3) Find the equation of the line through the point (2,7) such that the area in the first quadrant bound by the line, the x-axis and the y-axis is a minimum
For this one I quite honestly have no idea of where to even start. The answer is supposed to be y = (-7/2)x +14, I dont really know where to start so if there is anything that could just get me on the right track I would appreciate that.

Last edited: Dec 12, 2005
2. Dec 12, 2005

### Fermat

1)
Let h be the height of the plane above the road.
Let s be the line-of-sight distance.
Let L be the horizontal distance along the road, from directly underneath the plane, to the oncoming car.

s = 5 km, h = 3 km, so by pythagoras, L = 4 km.

Also,

s² = L² + h²

differentiate both sides wrt time,

2s.ds/dt = 2L.dL/dt + 2h.dh/dt
s.ds/dt = L.dL/dt + h.dh/dt

But the horizontal height is constant, therefore dh/dt = 0, giving

s.ds/dt = L.dL/dt
=============

You are given s and ds/dt and have worked out L, from which you can now get dL/dt.
From dL/dt. you can work out the speed of the oncoming car.

2)
You are working with the abs function, therefore you have to ensure that any value it takes actually is positive when you do the integration.
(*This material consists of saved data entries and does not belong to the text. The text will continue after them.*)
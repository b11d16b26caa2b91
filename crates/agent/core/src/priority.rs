//! Priority arbiter.
//!
//! Derives the agent's operating [`PriorityClass`] from its own health and mana
//! each tick. The class gates offense and support but never gates healing: a
//! heal concern is always evaluated, only the backoff tracker can pause it.

use crate::backoff::{BackoffTracker, Category};
use crate::clock::Timestamp;
use crate::config::{Configuration, Thresholds};
use crate::resources::ResourceSnapshot;

/// Operating mode for one tick. Lower variants are more urgent.
#[derive(
    Clone,
    Copy,
    Debug,
    PartialEq,
    Eq,
    PartialOrd,
    Ord,
    Hash,
    strum::Display,
    strum::AsRefStr,
    strum::EnumIter,
)]
#[cfg_attr(feature = "serde", derive(serde::Serialize, serde::Deserialize))]
#[cfg_attr(feature = "serde", serde(rename_all = "snake_case"))]
#[strum(serialize_all = "snake_case")]
pub enum PriorityClass {
    EmergencyHeal,
    CriticalHeal,
    NormalHeal,
    ResourceRecovery,
    Offense,
    Support,
}

impl PriorityClass {
    #[inline]
    pub fn permits_offense(self) -> bool {
        self >= PriorityClass::Offense
    }

    /// Returns true for classes in which the agent should tend to itself.
    #[inline]
    pub fn is_heal(self) -> bool {
        self <= PriorityClass::NormalHeal
    }
}

/// Computes [`PriorityClass`] and the offense/heal gates.
#[derive(Clone, Debug)]
pub struct PriorityArbiter {
    thresholds: Thresholds,
    interrupt_enabled: bool,
}

impl PriorityArbiter {
    pub fn new(config: &Configuration) -> Self {
        Self {
            thresholds: config.thresholds.clone(),
            interrupt_enabled: config.emergency_interrupt_enabled,
        }
    }

    /// Classifies the snapshot. Pure and total.
    ///
    /// Checks, first match wins:
    /// 1. `hp < emergency_self_hp` (interrupt enabled)
    /// 2. `hp < critical_self_hp` (interrupt enabled)
    /// 3. `hp < normal_self_hp` (when configured)
    /// 4. `mp < low_mana`
    /// 5. `hp >= support_self_hp && mp >= support_mana`
    /// 6. otherwise offense
    pub fn current_class(&self, snapshot: &ResourceSnapshot) -> PriorityClass {
        let t = &self.thresholds;
        let hp = snapshot.hp_pct;
        let mp = snapshot.mp_pct;

        if self.interrupt_enabled {
            if hp < t.emergency_self_hp {
                return PriorityClass::EmergencyHeal;
            }
            if hp < t.critical_self_hp {
                return PriorityClass::CriticalHeal;
            }
        }
        if t.normal_self_hp.is_some_and(|limit| hp < limit) {
            return PriorityClass::NormalHeal;
        }
        if mp < t.low_mana {
            return PriorityClass::ResourceRecovery;
        }
        if hp >= t.support_self_hp && mp >= t.support_mana {
            return PriorityClass::Support;
        }
        PriorityClass::Offense
    }

    /// Offense is allowed when the class permits it and `category` is not backed off.
    ///
    /// Group readiness is left to the planner, per ability.
    pub fn can_attack(
        &self,
        snapshot: &ResourceSnapshot,
        backoff: &BackoffTracker,
        category: Category,
        now: Timestamp,
    ) -> bool {
        let class = self.current_class(snapshot);
        if !class.permits_offense() {
            tracing::trace!("offense gated by {}", class);
            return false;
        }
        !backoff.is_blocked(category, now)
    }

    pub fn can_heal(&self, backoff: &BackoffTracker, now: Timestamp) -> bool {
        !backoff.is_blocked(Category::Heal, now)
    }
}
(3x - 2) is negative for x e [0,2/3], so to make it positive, write it as (2 - 3x).
You integral should now look like this,

$$\int _0 ^{2/3} (2 - 3x)\ dx + \int _{2/3} ^2 (3x - 2)\ dx$$

3)
The line passes through the point (2,7), so the eqn of a straight line passing through that point is,

y - 7 = m(x - 2)

Use this eqn to get the intercepts on the y-axis and the x-axis. Now get the area of the triangle that you have to minimise the area of. You will get the area in terms of m, the gradient of the straight line.

3. Dec 12, 2005

### scorpa

Ok thanks a lot, I have been doing exactly what you said for the airplane one but wasn't getting the right answer so I'll go back and see if I'm making a stupid error somewhere.
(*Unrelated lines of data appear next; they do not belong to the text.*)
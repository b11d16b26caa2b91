//! Public runtime API surface.
//!
//! This module gathers the types exposed to consumers of the runtime crate so
//! other layers can stay focused on orchestration and the tick worker.

pub mod errors;
pub mod executor;
pub mod handle;
pub mod report;

pub use errors::{Result, RuntimeError};
pub use executor::{ActionExecutor, DryRunExecutor};
pub use handle::RuntimeHandle;
pub use report::{Dispatch, RuntimeStats, TickReport};
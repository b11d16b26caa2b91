//! Cloneable façade for issuing commands to the runtime.
//!
//! [`RuntimeHandle`] hides channel plumbing and offers async helpers for
//! feeding host events, steering the attack target, and forcing a tick.
use tokio::sync::{mpsc, oneshot};

use agent_core::{AgentEvent, CreatureRef};

use super::errors::{Result, RuntimeError};
use super::report::{RuntimeStats, TickReport};
use crate::workers::Command;

/// Client-facing handle to interact with the runtime
#[derive(Clone, Debug)]
pub struct RuntimeHandle {
    command_tx: mpsc::Sender<Command>,
}

impl RuntimeHandle {
    pub(crate) fn new(command_tx: mpsc::Sender<Command>) -> Self {
        Self { command_tx }
    }

    /// Queues a host event. It is stamped on arrival and applied at the start
    /// of the next tick, never in the middle of one.
    pub async fn push_event(&self, event: AgentEvent) -> Result<()> {
        self.send(Command::PushEvent { event }).await
    }

    /// Sets (or clears) the creature the attack concern plans against.
    pub async fn set_target(&self, target: Option<CreatureRef>) -> Result<()> {
        self.send(Command::SetTarget { target }).await
    }

    /// Runs one tick immediately and returns its report.
    pub async fn tick_now(&self) -> Result<TickReport> {
        let (reply_tx, reply_rx) = oneshot::channel();
        self.send(Command::TickNow { reply: reply_tx }).await?;
        reply_rx.await.map_err(RuntimeError::ReplyChannelClosed)
    }

    /// Totals since the runtime started.
    pub async fn stats(&self) -> Result<RuntimeStats> {
        let (reply_tx, reply_rx) = oneshot::channel();
        self.send(Command::QueryStats { reply: reply_tx }).await?;
        reply_rx.await.map_err(RuntimeError::ReplyChannelClosed)
    }

    pub(crate) async fn shutdown(&self) -> Result<()> {
        self.send(Command::Shutdown).await
    }

    async fn send(&self, command: Command) -> Result<()> {
        self.command_tx
            .send(command)
            .await
            .map_err(|_| RuntimeError::CommandChannelClosed)
    }
}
I forgot for the second one that it would be necessary to break it up into parts so thats where I was going wrong with that, thank you very much.

I see what you are saying for the third one, I never thought of doing that, it's so simple and easy yet I never even thought of that. Gotta love how that happens.

Thanks a lot I really appreciate it!!!

4. Dec 13, 2005

### scorpa

Ok for the first question I am getting dL/dt to be 200, I did just what you said and solved for dx/dt from (4)(dx/dt)=(5)(160) I'm not quite sure where I'm going wrong.

5. Dec 13, 2005

### Fermat

dL/dt = 200 km/hr is correct.

Imagine the plane has a shadow vertically underneath it on the road. As the plane flies along, 3km above the road, at 120 km/hr, so also does the shadow move along the road at 120 km/hr.

dL/dt is the rate at which the distance L is decreasing. In other words it is the speed of approach between the oncoming car and the plane's shadow.

Can you get it now ?

6. Dec 13, 2005

### scorpa

Oh you just subtract 200km/h from 120km/h to get the speed of the car because they are coming towards each other?

7. Dec 13, 2005

### Fermat

That's it

8. Dec 13, 2005

### scorpa

Awesome, thank you very much!!!

9. Dec 13, 2005

### scorpa

OK I thought I had the last one but apparently not. I know this is a stupid question, but how do you figure out the x and y intercepts when you have more than one variable in the equation....meaning you dont know the slope of the line?

10. Dec 13, 2005

### scorpa

******bump*****

11. Dec 14, 2005

### Fermat

The slope of the line is your variable in the expression for the area of the triangle.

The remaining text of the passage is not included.